Рукописи аль-Вава сейчас же нашлись и мне их выдали, посадив за стол с переписчиками, тоже в фесках. Выдали и особую постоянную конторку, в которой надо было держать рукопись в раскрытом виде, придавив тяжелым стеклом. Я погрузился в сличение ее с привезенными из Петербурга копиями и по обыкновению мало обращал внимания на окружающих. Раз за все время ко мне подошел Мориц с каким-то незначительным вопросом по-французски.
Через несколько дней работы мне показалось, что мое появление вызывает среди переписчиков за тем же столом словно беспокойство, но я не придал этому значения. Однако в ближайший раз, после моего прихода они о чем-то пошептались между собой, затем из их среды отделился, по-видимому, старший и подошел ко мне.
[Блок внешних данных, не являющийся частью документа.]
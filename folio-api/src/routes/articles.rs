/// Article endpoints
///
/// # Endpoints
///
/// - `GET /v1/articles?search=&filter=` - List articles and categories
/// - `GET /v1/articles/:id` - Article with parent and children
/// - `POST /v1/articles` - Create (session required)
/// - `PUT /v1/articles/:id` - Update (session required)
/// - `DELETE /v1/articles/:id` - Delete (session required)
///
/// # Request body (create and update)
///
/// ```json
/// {
///   "title": "Getting Started",
///   "category": "Guides",
///   "content": "...",
///   "parent_id": null
/// }
/// ```

use crate::{app::AppState, error::ApiResult};
use axum::{
    extract::{Path, Query, State},
    http::StatusCode,
    Extension, Json,
};
use folio_shared::{
    auth::session::Session,
    models::article::{Article, ArticleFilter},
    services::article::{ArticleDetail, ArticleInput, ArticleListing},
};
use serde::Deserialize;
use uuid::Uuid;

/// Listing query parameters
#[derive(Debug, Default, Deserialize)]
pub struct ListQuery {
    /// Case-insensitive match on title or category
    pub search: Option<String>,

    /// Exact category; `all` disables the filter
    pub filter: Option<String>,
}

/// List articles, most recently updated first
pub async fn list_articles(
    State(state): State<AppState>,
    Query(query): Query<ListQuery>,
) -> ApiResult<Json<ArticleListing>> {
    let filter = ArticleFilter::new(query.search, query.filter);
    let listing = state.articles.list_articles(&filter).await?;

    Ok(Json(listing))
}

/// Get one article with its parent and children
///
/// # Errors
///
/// - `404 Not Found`: No article with this id
pub async fn get_article(
    State(state): State<AppState>,
    Path(id): Path<Uuid>,
) -> ApiResult<Json<ArticleDetail>> {
    Ok(Json(state.articles.get_article(id).await?))
}

/// Create an article
///
/// # Errors
///
/// - `401 Unauthorized`: No valid session
/// - `409 Conflict`: The title's slug is taken
/// - `422 Unprocessable Entity`: Blank fields or invalid parent
pub async fn create_article(
    State(state): State<AppState>,
    Extension(session): Extension<Session>,
    Json(input): Json<ArticleInput>,
) -> ApiResult<(StatusCode, Json<Article>)> {
    let article = state.articles.create_article(&session, input).await?;

    Ok((StatusCode::CREATED, Json(article)))
}

/// Update an article
///
/// # Errors
///
/// - `401 Unauthorized`: No valid session
/// - `404 Not Found`: No article with this id
/// - `409 Conflict`: The title's slug belongs to another article
/// - `422 Unprocessable Entity`: Blank fields or invalid parent
pub async fn update_article(
    State(state): State<AppState>,
    Extension(session): Extension<Session>,
    Path(id): Path<Uuid>,
    Json(input): Json<ArticleInput>,
) -> ApiResult<Json<Article>> {
    Ok(Json(state.articles.update_article(&session, id, input).await?))
}

/// Delete an article; its children become top-level articles
pub async fn delete_article(
    State(state): State<AppState>,
    Extension(session): Extension<Session>,
    Path(id): Path<Uuid>,
) -> ApiResult<StatusCode> {
    state.articles.delete_article(&session, id).await?;

    Ok(StatusCode::NO_CONTENT)
}
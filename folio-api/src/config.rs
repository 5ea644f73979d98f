/// Configuration management for the API server
///
/// This module loads configuration from environment variables and provides
/// a type-safe configuration struct.
///
/// # Environment Variables
///
/// - `API_HOST`: Host to bind to (default: 0.0.0.0)
/// - `API_PORT`: Port to bind to (default: 8080)
/// - `CORS_ORIGINS`: Comma-separated allowed origins (default: any)
/// - `PRODUCTION`: `true` to mark cookies `Secure` and tighten headers
/// - `DATABASE_URL`: PostgreSQL connection string (required)
/// - `DATABASE_MAX_CONNECTIONS`: Pool size (default: 10)
/// - `SUPABASE_URL`: Identity provider project URL (required)
/// - `SUPABASE_ANON_KEY`: Identity provider public key (required)
/// - `SUPABASE_JWT_SECRET`: Secret that signs session tokens (required)
/// - `SESSION_COOKIE_NAME`: Session cookie name (default: sb-access-token)
/// - `RUST_LOG`: Log level (default: folio_api=debug,tower_http=debug)
///
/// # Example
///
/// ```no_run
/// use folio_api::config::Config;
///
/// # async fn example() -> anyhow::Result<()> {
/// let config = Config::from_env()?;
/// println!("Server will listen on {}:{}", config.api.host, config.api.port);
/// # Ok(())
/// # }
/// ```

use folio_shared::auth::session::DEFAULT_SESSION_COOKIE;
use serde::{Deserialize, Serialize};
use std::env;

/// Complete application configuration
#[derive(Debug, Clone, Serialize, Deserialize)]
pub struct Config {
    /// API server configuration
    pub api: ApiConfig,

    /// Database configuration
    pub database: DatabaseConfig,

    /// Identity provider configuration
    pub auth: AuthConfig,
}

/// API server configuration
#[derive(Debug, Clone, Serialize, Deserialize)]
pub struct ApiConfig {
    /// Host to bind to
    pub host: String,

    /// Port to bind to
    pub port: u16,

    /// Allowed CORS origins; empty allows any origin
    pub cors_origins: Vec<String>,

    /// Production mode
    pub production: bool,
}

/// Database configuration
#[derive(Debug, Clone, Serialize, Deserialize)]
pub struct DatabaseConfig {
    /// PostgreSQL connection URL
    pub url: String,

    /// Maximum number of connections in pool
    pub max_connections: u32,
}

/// Identity provider configuration
#[derive(Debug, Clone, Serialize, Deserialize)]
pub struct AuthConfig {
    /// Supabase project URL
    pub supabase_url: String,

    /// Supabase anon key
    pub anon_key: String,

    /// Secret used to verify session tokens
    ///
    /// IMPORTANT: This must be kept secret. Copy it from the project's API
    /// settings; never commit it.
    pub jwt_secret: String,

    /// Name of the cookie carrying the session token
    pub cookie_name: String,
}

impl Config {
    /// Loads configuration from environment variables
    ///
    /// # Errors
    ///
    /// Returns an error if:
    /// - Required environment variables are missing
    /// - Environment variables have invalid values
    pub fn from_env() -> anyhow::Result<Self> {
        // Load .env file if present (for development)
        dotenvy::dotenv().ok();

        let api_host = env::var("API_HOST").unwrap_or_else(|_| "0.0.0.0".to_string());
        let api_port = env::var("API_PORT")
            .unwrap_or_else(|_| "8080".to_string())
            .parse::<u16>()?;

        let cors_origins = parse_origins(&env::var("CORS_ORIGINS").unwrap_or_default());
        let production = parse_flag(&env::var("PRODUCTION").unwrap_or_default());

        let database_url = required("DATABASE_URL")?;
        let max_connections = env::var("DATABASE_MAX_CONNECTIONS")
            .unwrap_or_else(|_| "10".to_string())
            .parse::<u32>()?;

        let supabase_url = required("SUPABASE_URL")?;
        let anon_key = required("SUPABASE_ANON_KEY")?;
        let jwt_secret = required("SUPABASE_JWT_SECRET")?;

        let cookie_name = env::var("SESSION_COOKIE_NAME")
            .ok()
            .filter(|name| !name.trim().is_empty())
            .unwrap_or_else(|| DEFAULT_SESSION_COOKIE.to_string());

        Ok(Self {
            api: ApiConfig {
                host: api_host,
                port: api_port,
                cors_origins,
                production,
            },
            database: DatabaseConfig {
                url: database_url,
                max_connections,
            },
            auth: AuthConfig {
                supabase_url,
                anon_key,
                jwt_secret,
                cookie_name,
            },
        })
    }

    /// Returns the server bind address
    pub fn bind_address(&self) -> String {
        format!("{}:{}", self.api.host, self.api.port)
    }
}

fn required(name: &str) -> anyhow::Result<String> {
    env::var(name).map_err(|_| anyhow::anyhow!("{} environment variable is required", name))
}

fn parse_origins(raw: &str) -> Vec<String> {
    raw.split(',')
        .map(str::trim)
        .filter(|origin| !origin.is_empty())
        .map(str::to_string)
        .collect()
}

fn parse_flag(raw: &str) -> bool {
    matches!(raw.trim().to_ascii_lowercase().as_str(), "1" | "true" | "yes")
}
Начав издалека, в длинной речи он стал излагать, что они люди бедные, живут только этим заработком, я же иностранец и могу найти себе другое занятие; они готовы предложить мне отступное, лишь бы я не отбивал у них хлеб. Я сначала не понял, в чем дело, а потом рассмеявшись, поспешил их успокоить и разъяснил, что работаю над рукописями для себя, не с целью заработка. С той поры между нами установились хорошие отношения. В большинстве это были все тихие, скромные люди пожилого возраста, обыкновенно без всякого образования, редко понимавшие то, что они переписывают; некоторые из них были большими любителями и по-своему знатоками каллиграфии, но уже не находили ей настоящего применения. Последние представители вымирающей профессии, они не могли конкурировать ни с типографским станком, ни с начинающими только что входить в употребление фотокопиями с рукописей. Через какой-нибудь десяток лет их, вероятно, окончательно подрезала быстро распространившаяся пишущая машинка с арабским шрифтом. Иногда и среди них попадались интересные люди: один, с которым мне часто приходилось возвращаться из библиотеки домой, оказался бабидом. Он познакомил меня с каирской общиной бабидов-бехаидов; во главе ее стоял тогда давний ашхабадский учитель нашего знатока бабизма капитана Туманского.